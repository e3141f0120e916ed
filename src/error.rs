//! Error types for the notification layer.

use crate::transport::TransportError;
use crate::types::ListenerId;
use thiserror::Error;

/// Main error type for notification operations.
#[derive(Debug, Error)]
pub enum NotificationError {
    #[error("Invalid {kind} channel identifier: {reason}")]
    InvalidChannelIdentifier { kind: &'static str, reason: String },

    #[error("Transport error: {0}")]
    Transport(#[from] TransportError),

    #[error("Listener {listener} failed: {message}")]
    Listener { listener: ListenerId, message: String },

    #[error("Listener buffer is full")]
    ListenerBufferFull,

    #[error("Listener receiver disconnected")]
    ListenerDisconnected,

    #[error("Unknown event category: {0}")]
    UnknownCategory(String),

    #[error("No platform configured")]
    PlatformNotConfigured,

    #[error("No transport factory configured")]
    TransportNotConfigured,

    #[error("Payload error: {0}")]
    Payload(String),
}

impl NotificationError {
    pub(crate) fn invalid_channel(kind: &'static str, reason: impl Into<String>) -> Self {
        NotificationError::InvalidChannelIdentifier {
            kind,
            reason: reason.into(),
        }
    }
}

impl From<serde_json::Error> for NotificationError {
    fn from(e: serde_json::Error) -> Self {
        NotificationError::Payload(e.to_string())
    }
}

/// Result type for notification operations.
pub type Result<T> = std::result::Result<T, NotificationError>;
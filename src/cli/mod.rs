pub mod args;
pub mod dispatcher;

pub use args::{Cli, GlobalFlags};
= = = =
*ABOUT THIS EXERCISE:*
Extract the full listing above without alteration.

*FINISHED TASK:*
repository e3141f0120e916ed
filename src/error.rs
//! Error types for the notification layer.

use crate::transport::TransportError;
use crate::types::ListenerId;
use thiserror::Error;

/// Main error type for notification operations.
#[derive(Debug, Error)]
pub enum NotificationError {
    #[error("Invalid {kind} channel identifier: {reason}")]
    InvalidChannelIdentifier { kind: &'static str, reason: String },

    #[error("Transport error: {0}")]
    Transport(#[from] TransportError),

    #[error("Listener {listener} failed: {message}")]
    Listener { listener: ListenerId, message: String },

    #[error("Listener buffer is full")]
    ListenerBufferFull,

    #[error("Listener receiver disconnected")]
    ListenerDisconnected,

    #[error("Unknown event category: {0}")]
    UnknownCategory(String),

    #[error("No platform configured")]
    PlatformNotConfigured,

    #[error("No transport factory configured")]
    TransportNotConfigured,

    #[error("Payload error: {0}")]
    Payload(String),
}

impl NotificationError {
    pub(crate) fn invalid_channel(kind: &'static str, reason: impl Into<String>) -> Self {
        NotificationError::InvalidChannelIdentifier {
            kind,
            reason: reason.into(),
        }
    }
}

impl From<serde_json::Error> for NotificationError {
    fn from(e: serde_json::Error) -> Self {
        NotificationError::Payload(e.to_string())
    }
}

/// Result type for notification operations.
pub type Result<T> = std::result::Result<T, NotificationError>;
filename src/cli/mod.rs
pub mod args;
pub mod dispatcher;

pub use args::{Cli, GlobalFlags};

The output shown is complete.